The infamous baseball scene in The Untouchables was based on reality
One of the interesting facts about Al Capone is the infamous baseball scene in The Untouchables was based on reality. Capone usually had his minions do his dirty work, but he did take matters into his own hands on occasion. Consider when a Sicilian gangster named Joe Aiello persuaded some of Capone's own—Chicago Outfit gangsters Albert Anselmi, John Scalise, and Joseph Giunta—to overthrow the gangster, and one of Capone's bodyguards, Frank Rio, discovered the plot.

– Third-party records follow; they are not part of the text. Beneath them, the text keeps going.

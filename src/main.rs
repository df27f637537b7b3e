//! Terminal front-end and entry point.
//!
//! This binary is the thin integration layer between the Roster library and a
//! line-oriented terminal. It reads commands from stdin, translates them into
//! library events and prints the rendered view after every visible change.
//!
//! # Architecture
//!
//! ```text
//! ┌─────────────────────────┐
//! │     Event loop task     │
//! │  ┌──────────────────┐   │
//! │  │ AppState (owner) │   │  ← Single writer: every event lands here
//! │  └──────────────────┘   │
//! │     ▲            │      │
//! │     │ Event      │ Action
//! │     │            ▼      │
//! │  ┌──────────────────┐   │
//! │  │   StoreWorker    │   │  ← Store calls, image encoding
//! │  │ (tokio tasks)    │   │
//! │  └──────────────────┘   │
//! └─────────────────────────┘
//! ```
//!
//! # Lifecycle
//!
//! 1. **Load**: Parse flags, read config file, apply `ROSTER_*` overrides
//! 2. **Start**: Initialize tracing, build the store and worker
//! 3. **Initial fetch**: Post `Reload` to fill the cache
//! 4. **Loop**: Multiplex stdin commands and worker completions
//!
//! # Command Mapping
//!
//! - `find [QUERY]` → `Event::Search`
//! - `new` → `Event::OpenAdd`
//! - `edit ID` / `delete ID` → `Event::OpenEdit` / `Event::OpenDelete`
//! - `photo PATH` → `Event::ImageFromFile` for the open dialog
//! - `photo-url [URL]` → `Event::ImageFromUrl` for the open dialog
//! - `save key=value...` → `Event::SubmitAdd` or `Event::SubmitEdit`
//! - `confirm` → `Event::ConfirmDelete`
//! - `cancel` → `Event::CloseModal`
//! - `show ID` / `hide` → `Event::OpenImage` / `Event::CloseImage`
//! - `reload` / `refresh ID` → `Event::Reload` / `Event::Refresh`

use clap::{CommandFactory, Parser, Subcommand};
use roster::app::Session;
use roster::observability::init_tracing;
use roster::worker::StoreWorker;
use roster::{handle_event, infrastructure, initialize, AppState, Config, Employee, EmployeeId, Event, ImageTarget};
use std::collections::BTreeMap;
use std::path::PathBuf;
use tokio::io::{AsyncBufReadExt, BufReader};
use tokio::sync::mpsc;

const DEFAULT_COLUMNS: usize = 100;

/// Employee directory client.
#[derive(Debug, Parser)]
#[command(name = "roster", version, about)]
struct Cli {
    /// Configuration file (default: ~/.config/roster/config.toml)
    #[arg(long)]
    config: Option<PathBuf>,

    /// Base URL of the employee service
    #[arg(long)]
    api_url: Option<String>,

    /// Use a local JSON file instead of the remote service
    #[arg(long, value_name = "PATH")]
    local: Option<PathBuf>,

    /// Log filter, e.g. `debug` or `roster=trace`
    #[arg(long)]
    trace_level: Option<String>,
}

impl Cli {
    fn overrides(&self) -> BTreeMap<String, String> {
        let mut map = BTreeMap::new();
        if let Some(url) = &self.api_url {
            map.insert("api_url".to_string(), url.clone());
        }
        if let Some(path) = &self.local {
            map.insert("local_store".to_string(), path.display().to_string());
        }
        if let Some(level) = &self.trace_level {
            map.insert("trace_level".to_string(), level.clone());
        }
        map
    }
}

/// One line typed at the prompt.
#[derive(Debug, Parser)]
#[command(
    name = "command",
    no_binary_name = true,
    disable_help_flag = true,
    disable_help_subcommand = true,
    disable_version_flag = true
)]
struct Line {
    #[command(subcommand)]
    command: Command,
}

#[derive(Debug, Subcommand)]
enum Command {
    /// Filter by name, email or job title; no query shows everyone
    Find { query: Vec<String> },
    /// Open the add dialog
    New,
    /// Open the edit dialog for an employee
    Edit { id: EmployeeId },
    /// Ask to delete an employee
    Delete { id: EmployeeId },
    /// Attach an image file to the open dialog
    Photo { path: PathBuf },
    /// Attach an image URL to the open dialog; no URL clears it
    PhotoUrl { url: Option<String> },
    /// Submit the open dialog with name=, email=, job= and image= fields
    Save { fields: Vec<String> },
    /// Confirm the pending delete
    Confirm,
    /// Close the open dialog
    Cancel,
    /// Preview an employee's image
    Show { id: EmployeeId },
    /// Close the image preview
    Hide,
    /// Fetch every employee again
    Reload,
    /// Fetch one employee again
    Refresh { id: EmployeeId },
    /// Show this help
    Help,
    /// Leave
    #[command(alias = "exit")]
    Quit,
}

#[tokio::main]
async fn main() -> std::process::ExitCode {
    let cli = Cli::parse();

    let config = match load_config(&cli) {
        Ok(config) => config,
        Err(e) => {
            eprintln!("roster: {e}");
            return std::process::ExitCode::FAILURE;
        }
    };

    let _guard = init_tracing(&config);
    tracing::info!(version = env!("CARGO_PKG_VERSION"), "roster starting");

    let store = match config.build_store() {
        Ok(store) => store,
        Err(e) => {
            tracing::error!(error = %e, "failed to build store");
            eprintln!("roster: {e}");
            return std::process::ExitCode::FAILURE;
        }
    };

    let (tx, rx) = mpsc::unbounded_channel();
    let worker = StoreWorker::new(store, tx);
    let state = initialize(&config);

    run(state, worker, rx).await;
    tracing::info!("roster exiting");
    std::process::ExitCode::SUCCESS
}

fn load_config(cli: &Cli) -> roster::Result<Config> {
    let path = cli.config.clone().unwrap_or_else(infrastructure::config_file);
    let config = Config::from_file(&path)?
        .apply_overrides(&Config::env_overrides())
        .apply_overrides(&cli.overrides());
    config.validate()?;
    Ok(config)
}

async fn run(mut state: AppState, worker: StoreWorker, mut events: mpsc::UnboundedReceiver<Event>) {
    let cols = terminal_columns();
    let mut lines = BufReader::new(tokio::io::stdin()).lines();

    println!("{}", roster::ui::render(&state, cols));
    dispatch(&mut state, &worker, Event::Reload, cols);

    loop {
        tokio::select! {
            line = lines.next_line() => match line {
                Ok(Some(line)) => match parse_line(&line) {
                    Ok(None) => {}
                    Ok(Some(Command::Quit)) => break,
                    Ok(Some(command)) => {
                        for event in command_events(command, &state).await {
                            dispatch(&mut state, &worker, event, cols);
                        }
                    }
                    Err(message) => println!("{message}"),
                },
                Ok(None) => break,
                Err(e) => {
                    tracing::error!(error = %e, "failed to read stdin");
                    break;
                }
            },
            Some(event) = events.recv() => dispatch(&mut state, &worker, event, cols),
        }
    }
}

/// Runs one event through the handler and starts its actions.
fn dispatch(state: &mut AppState, worker: &StoreWorker, event: Event, cols: usize) {
    match handle_event(state, event) {
        Ok((render, actions)) => {
            for action in actions {
                worker.execute(action);
            }
            if render {
                println!("{}", roster::ui::render(state, cols));
            }
        }
        Err(e) => println!("error: {e}"),
    }
}

fn parse_line(line: &str) -> Result<Option<Command>, String> {
    let tokens = tokenize(line)?;
    if tokens.is_empty() {
        return Ok(None);
    }
    Line::try_parse_from(tokens)
        .map(|parsed| Some(parsed.command))
        .map_err(|e| e.to_string())
}

/// Splits a line on whitespace, honoring single and double quotes.
fn tokenize(line: &str) -> Result<Vec<String>, String> {
    let mut tokens = Vec::new();
    let mut current = String::new();
    let mut in_token = false;
    let mut quote: Option<char> = None;

    for c in line.chars() {
        match (quote, c) {
            (Some(q), c) if c == q => quote = None,
            (Some(_), c) => current.push(c),
            (None, '"' | '\'') => {
                quote = Some(c);
                in_token = true;
            }
            (None, c) if c.is_whitespace() => {
                if in_token {
                    tokens.push(std::mem::take(&mut current));
                    in_token = false;
                }
            }
            (None, c) => {
                current.push(c);
                in_token = true;
            }
        }
    }

    if quote.is_some() {
        return Err("unterminated quote".to_string());
    }
    if in_token {
        tokens.push(current);
    }
    Ok(tokens)
}

/// Translates a command into events, reading files and looking up records.
async fn command_events(command: Command, state: &AppState) -> Vec<Event> {
    match command {
        Command::Find { query } => vec![Event::Search(query.join(" "))],
        Command::New => vec![Event::OpenAdd],
        Command::Edit { id } => lookup(state, id).map(Event::OpenEdit).into_iter().collect(),
        Command::Delete { id } => lookup(state, id).map(Event::OpenDelete).into_iter().collect(),
        Command::Photo { path } => {
            let Some(target) = image_target(state) else {
                return vec![];
            };
            match tokio::fs::read(&path).await {
                Ok(bytes) => vec![Event::ImageFromFile { bytes, target }],
                Err(e) => {
                    println!("error: cannot read {}: {e}", path.display());
                    vec![]
                }
            }
        }
        Command::PhotoUrl { url } => image_target(state)
            .map(|target| Event::ImageFromUrl {
                value: url.unwrap_or_default(),
                target,
            })
            .into_iter()
            .collect(),
        Command::Save { fields } => save_events(state, &fields),
        Command::Confirm => {
            let id = state.session().deleting().and_then(|record| record.id);
            vec![Event::ConfirmDelete(id)]
        }
        Command::Cancel => vec![Event::CloseModal],
        Command::Show { id } => match lookup(state, id) {
            Some(record) => match record.image_url {
                Some(url) => vec![Event::OpenImage {
                    url,
                    name: Some(record.name),
                }],
                None => {
                    println!("{} has no image", record.name);
                    vec![]
                }
            },
            None => vec![],
        },
        Command::Hide => vec![Event::CloseImage],
        Command::Reload => vec![Event::Reload],
        Command::Refresh { id } => vec![Event::Refresh(id)],
        Command::Help => {
            println!("{}", Line::command().render_help());
            vec![]
        }
        Command::Quit => vec![],
    }
}

fn lookup(state: &AppState, id: EmployeeId) -> Option<Employee> {
    let record = state.cache().get(id).cloned();
    if record.is_none() {
        println!("no employee with id {id}");
    }
    record
}

fn image_target(state: &AppState) -> Option<ImageTarget> {
    match state.session().session() {
        Session::Adding { .. } => Some(ImageTarget::Add),
        Session::Editing(_) => Some(ImageTarget::Edit),
        Session::Idle | Session::Deleting(_) => {
            println!("open `new` or `edit ID` first");
            None
        }
    }
}

/// Builds the submit event from `key=value` fields.
///
/// An `image=` field is sent as an image event first, so it lands in the
/// dialog before the payload is taken.
fn save_events(state: &AppState, fields: &[String]) -> Vec<Event> {
    let (mut payload, submit, target): (Employee, fn(Employee) -> Event, ImageTarget) =
        match state.session().session() {
            Session::Adding { .. } => (Employee::new(""), Event::SubmitAdd, ImageTarget::Add),
            Session::Editing(record) => (record.clone(), Event::SubmitEdit, ImageTarget::Edit),
            Session::Idle | Session::Deleting(_) => {
                println!("nothing to save; open `new` or `edit ID` first");
                return vec![];
            }
        };

    let mut events = Vec::new();
    for field in fields {
        let Some((key, value)) = field.split_once('=') else {
            println!("ignoring `{field}`: expected key=value");
            continue;
        };
        match key {
            "name" => payload.name = value.to_string(),
            "email" => payload.email = value.to_string(),
            "job" | "job_title" => payload.job_title = value.to_string(),
            "image" => events.push(Event::ImageFromUrl {
                value: value.to_string(),
                target,
            }),
            other => println!("ignoring unknown field `{other}`"),
        }
    }

    events.push(submit(payload));
    events
}

fn terminal_columns() -> usize {
    std::env::var("COLUMNS")
        .ok()
        .and_then(|c| c.parse().ok())
        .filter(|&c| c > 0)
        .unwrap_or(DEFAULT_COLUMNS)
}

Scarface invited the men to dinner, as author John Kobler writes in Capone: The Life and World of Al Capone—the traditional "hospitality before execution." He revealed to them after the meal that he was aware of their treachery. The men were then tied to their chairs by Capone's bodyguards, and Capone stood up, grabbing a baseball bat:
“Slowly, he walked the length of the table and halted behind the first guest of honor. With both hands, he lifted the bat and slammed it down full force. Slowly, methodically, he struck again and again, breaking bones in the man’s shoulders, arms, and chest. He moved to the next man and when he had reduced him to mangled flesh and bone, to the third. One of the bodyguards then fetched his revolver from the checkroom and shot each man in the back of the head.”
Later, in The Untouchables, Brian De Palma used the incident to show Capone (Robert De Niro) treating some of his colleagues to a lavish dinner before murdering a guest with a baseball bat himself.